NOTWITHSTANDING ANY OTHER PROVISION OF THIS AGREEMENT OR ANY ANCILLARY AGREEMENT TO THE CONTRARY, UNDER NO CIRCUMSTANCES SHALL EITHER PARTY BE LIABLE FOR ANY INCIDENTAL, INDIRECT, CONSEQUENTIAL, PUNITIVE, EXEMPLARY OR SPECIAL DAMAGES, INCLUDING ANY DAMAGES FOR LOSS OF USE OF ANY AIRCRAFT, THE DATA OR ANY PART THEREOF OR FOR ANY INTERRUPTION IN THE BUSINESS OF PURCHASER OR THE ULTIMATE OPERATOR OF ANY AIRCRAFT, WHICH INTERRUPTION IS OCCASIONED BY PURCHASER’S OR SUCH ULTIMATE OPERATOR’S INABILITY TO USE SUCH AIRCRAFT, OR OTHERWISE IN CONNECTION WITH ANY CLAIMS, LOSSES, DAMAGES OR INJURIES ARISING OUT OF, OR IN CONNECTION WITH, THIS AGREEMENT OR ANY DELAY IN CONSUMMATION OF THE TRANSACTIONS CONTEMPLATED HEREBY, AND EACH PARTY HEREBY WAIVES ANY RIGHT IT MAY HAVE TO SUCH DAMAGES. THE TERMS OF THIS SECTION 11 SHALL SURVIVE DELIVERY OF THE AIRCRAFT AND TRANSFER OF TITLE TO PURCHASER OR THE TERMINATION OF THIS AGREEMENT.
| 12. | Taxes. |
a. Purchaser shall be responsible and agrees to pay any and all taxes, duties or fees assessed or levied by any U.S. or foreign federal, state or local taxing authority in respect of the sale, delivery or registration of the Aircraft pursuant to this Agreement or the Purchaser’s ownership, operation, or possession of the Aircraft, in each case, arising at or after Closing (excluding any taxes, duties or fees in respect of net or gross income, profits or gains realized by Seller and any withholding taxes with respect thereto) (any such taxes, duties or fees, the “Purchaser Taxes”), and shall indemnify Seller for such Purchaser Taxes.

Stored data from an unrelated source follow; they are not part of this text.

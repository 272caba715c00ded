//! Presentation-facing shaping of a finished report: the year-by-month pivot
//! grid and sign-keyed cell formatting.

pub mod format;
pub mod grid;

pub use format::{currency_cell, percent_cell, FormattedCell, Tone};
pub use grid::{GridMode, MonthlyGrid, YearRow, MONTH_LABELS};
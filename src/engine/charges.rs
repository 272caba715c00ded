//! Flat per-trade charge allocation.

use crate::domain::Decimal;

/// Compute the equal per-trade share of total charges.
///
/// Charges are amortized as a flat average across all trades, regardless of
/// each trade's size or date. This exact policy is load-bearing for output
/// compatibility with historical reports; do not change it to a proportional
/// split. Zero trades means zero charge per trade.
pub fn charge_per_trade(total_charges: Decimal, trade_count: usize) -> Decimal {
    if trade_count == 0 {
        return Decimal::zero();
    }
    total_charges / Decimal::from_i64(trade_count as i64)
}
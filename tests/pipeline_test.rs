use perfdash::{analyze, AnalyticsError, Decimal, PortfolioConfig, TradeRecord};

fn d(s: &str) -> Decimal {
    Decimal::from_str_canonical(s).unwrap()
}

fn trade(date: &str, pnl: &str) -> TradeRecord {
    let entry = chrono::NaiveDate::parse_from_str(date, "%Y-%m-%d")
        .unwrap()
        .and_hms_opt(0, 0, 0)
        .unwrap();
    TradeRecord::new(entry, d(pnl))
}

fn config(capital: &str, charges: &str) -> PortfolioConfig {
    PortfolioConfig::new(d(capital), d(charges))
}

fn reference_trades() -> Vec<TradeRecord> {
    vec![
        trade("2024-01-05", "1000"),
        trade("2024-01-10", "-500"),
        trade("2024-01-20", "2000"),
    ]
}

#[test]
fn test_reference_scenario_no_charges() {
    let report = analyze(&config("300000", "0"), vec![reference_trades()]).unwrap();

    let net: Vec<_> = report.trades.iter().map(|t| t.net_pnl).collect();
    assert_eq!(net, vec![d("1000"), d("-500"), d("2000")]);

    let equity: Vec<_> = report.trades.iter().map(|t| t.equity).collect();
    assert_eq!(equity, vec![d("301000"), d("300500"), d("302500")]);

    let peak: Vec<_> = report.trades.iter().map(|t| t.peak_equity).collect();
    assert_eq!(peak, vec![d("301000"), d("301000"), d("302500")]);

    let drawdown: Vec<_> = report.trades.iter().map(|t| t.drawdown).collect();
    assert_eq!(drawdown, vec![d("0"), d("-500"), d("0")]);

    assert_eq!(report.summary.total_profit, d("2500"));
    assert_eq!(
        report.summary.total_return_pct.round_dp(3).to_string(),
        "0.833"
    );
}

#[test]
fn test_charges_amortized_flat_across_trades() {
    // 9000 over 3 trades: 3000 each, regardless of each trade's magnitude.
    let report = analyze(&config("300000", "9000"), vec![reference_trades()]).unwrap();

    let net: Vec<_> = report.trades.iter().map(|t| t.net_pnl).collect();
    assert_eq!(net, vec![d("-2000"), d("-3500"), d("-1000")]);

    // Deducted charges reassemble to the configured total.
    let deducted: Decimal = report
        .trades
        .iter()
        .map(|t| t.trade.pnl - t.net_pnl)
        .sum();
    assert_eq!(deducted, d("9000"));
}

#[test]
fn test_empty_upload_is_a_valid_run() {
    let report = analyze(&config("300000", "5000"), vec![vec![]]).unwrap();

    assert!(report.trades.is_empty());
    assert!(report.aggregates.monthly_pnl.is_empty());
    assert_eq!(report.summary.total_profit, Decimal::zero());
    assert_eq!(report.summary.total_return_pct, Decimal::zero());
    assert_eq!(report.summary.avg_monthly_profit, Decimal::zero());
    assert_eq!(report.summary.max_drawdown, Decimal::zero());
    assert_eq!(report.summary.max_drawdown_pct, Decimal::zero());
}

#[test]
fn test_invalid_capital_rejected_before_pipeline() {
    let err = analyze(&config("0", "0"), vec![reference_trades()]).unwrap_err();
    assert!(matches!(err, AnalyticsError::InvalidConfig(_)));
}

#[test]
fn test_peak_nondecreasing_and_drawdown_nonpositive() {
    let trades = vec![
        trade("2024-01-01", "250"),
        trade("2024-01-02", "-900"),
        trade("2024-02-01", "40.5"),
        trade("2024-02-15", "1200"),
        trade("2024-03-01", "-1"),
        trade("2024-03-02", "-0.25"),
    ];
    let report = analyze(&config("50000", "120"), vec![trades]).unwrap();

    let mut prev_peak = Decimal::zero();
    for t in &report.trades {
        assert!(t.peak_equity >= prev_peak);
        assert!(t.drawdown <= Decimal::zero());
        prev_peak = t.peak_equity;
    }
}

#[test]
fn test_dataset_opening_underwater_has_no_drawdown_until_peak_lost() {
    // A lone losing trade is its own equity peak: drawdown stays 0 and no
    // loss is reported against starting capital.
    let report = analyze(&config("100000", "0"), vec![vec![trade("2024-01-05", "-1000")]]).unwrap();

    assert_eq!(report.trades[0].equity, d("99000"));
    assert_eq!(report.trades[0].peak_equity, d("99000"));
    assert_eq!(report.trades[0].drawdown, Decimal::zero());
    assert_eq!(report.summary.max_drawdown, Decimal::zero());
    assert_eq!(report.summary.max_drawdown_pct, Decimal::zero());
    assert_eq!(report.aggregates.yearly_max_drawdown[&2024], Decimal::zero());
}

#[test]
fn test_monthly_buckets_partition_total_profit() {
    let trades = vec![
        trade("2023-11-01", "300"),
        trade("2023-12-15", "-120.5"),
        trade("2024-01-05", "1000"),
        trade("2024-01-10", "-500"),
        trade("2024-06-20", "2000"),
    ];
    let report = analyze(&config("300000", "777"), vec![trades]).unwrap();

    let bucket_sum: Decimal = report.aggregates.monthly_pnl.values().copied().sum();
    assert_eq!(bucket_sum, report.summary.total_profit);

    let yearly_sum: Decimal = report.aggregates.yearly_pnl.values().copied().sum();
    assert_eq!(yearly_sum, report.summary.total_profit);
}

#[test]
fn test_pipeline_is_idempotent() {
    let cfg = config("300000", "9000");
    let first = analyze(&cfg, vec![reference_trades()]).unwrap();
    let second = analyze(&cfg, vec![reference_trades()]).unwrap();
    assert_eq!(first, second);
}

#[test]
fn test_merge_order_independence() {
    let a = vec![trade("2024-01-05", "1000"), trade("2024-03-01", "700")];
    let b = vec![trade("2024-02-10", "-500"), trade("2024-04-01", "50")];

    let cfg = config("300000", "400");
    let forward = analyze(&cfg, vec![a.clone(), b.clone()]).unwrap();
    let reversed = analyze(&cfg, vec![b, a]).unwrap();

    assert_eq!(forward, reversed);
}

#[test]
fn test_passthrough_columns_survive_the_pipeline() {
    let trades = vec![trade("2024-01-05", "1000")
        .with_extra(vec![("Trade #".to_string(), "T-42".to_string())])];
    let report = analyze(&config("300000", "0"), vec![trades]).unwrap();
    assert_eq!(report.trades[0].trade.extra[0].1, "T-42");
}

#[test]
fn test_same_day_trades_accumulate_in_input_order() {
    let trades = vec![
        trade("2024-01-05", "1000").with_extra(vec![("Trade #".into(), "first".into())]),
        trade("2024-01-05", "-400").with_extra(vec![("Trade #".into(), "second".into())]),
    ];
    let report = analyze(&config("300000", "0"), vec![trades]).unwrap();

    assert_eq!(report.trades[0].trade.extra[0].1, "first");
    assert_eq!(report.trades[0].equity, d("301000"));
    assert_eq!(report.trades[1].equity, d("300600"));
    assert_eq!(report.trades[1].drawdown, d("-400"));
}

b. Seller shall be responsible and agrees to pay any and all taxes, duties or fees assessed or levied by any U.S. or foreign federal, state or local taxing authority against the Aircraft or in respect of the Seller’s ownership, operation or possession of the Aircraft, in each case, arising prior to Closing and any taxes, duties or fees in respect of net or gross income, profits or gains realized by Seller and any withholding taxes with respect thereto (any such taxes, duties or fees, the “Seller Taxes”), and shall indemnify Purchaser for such Seller Taxes.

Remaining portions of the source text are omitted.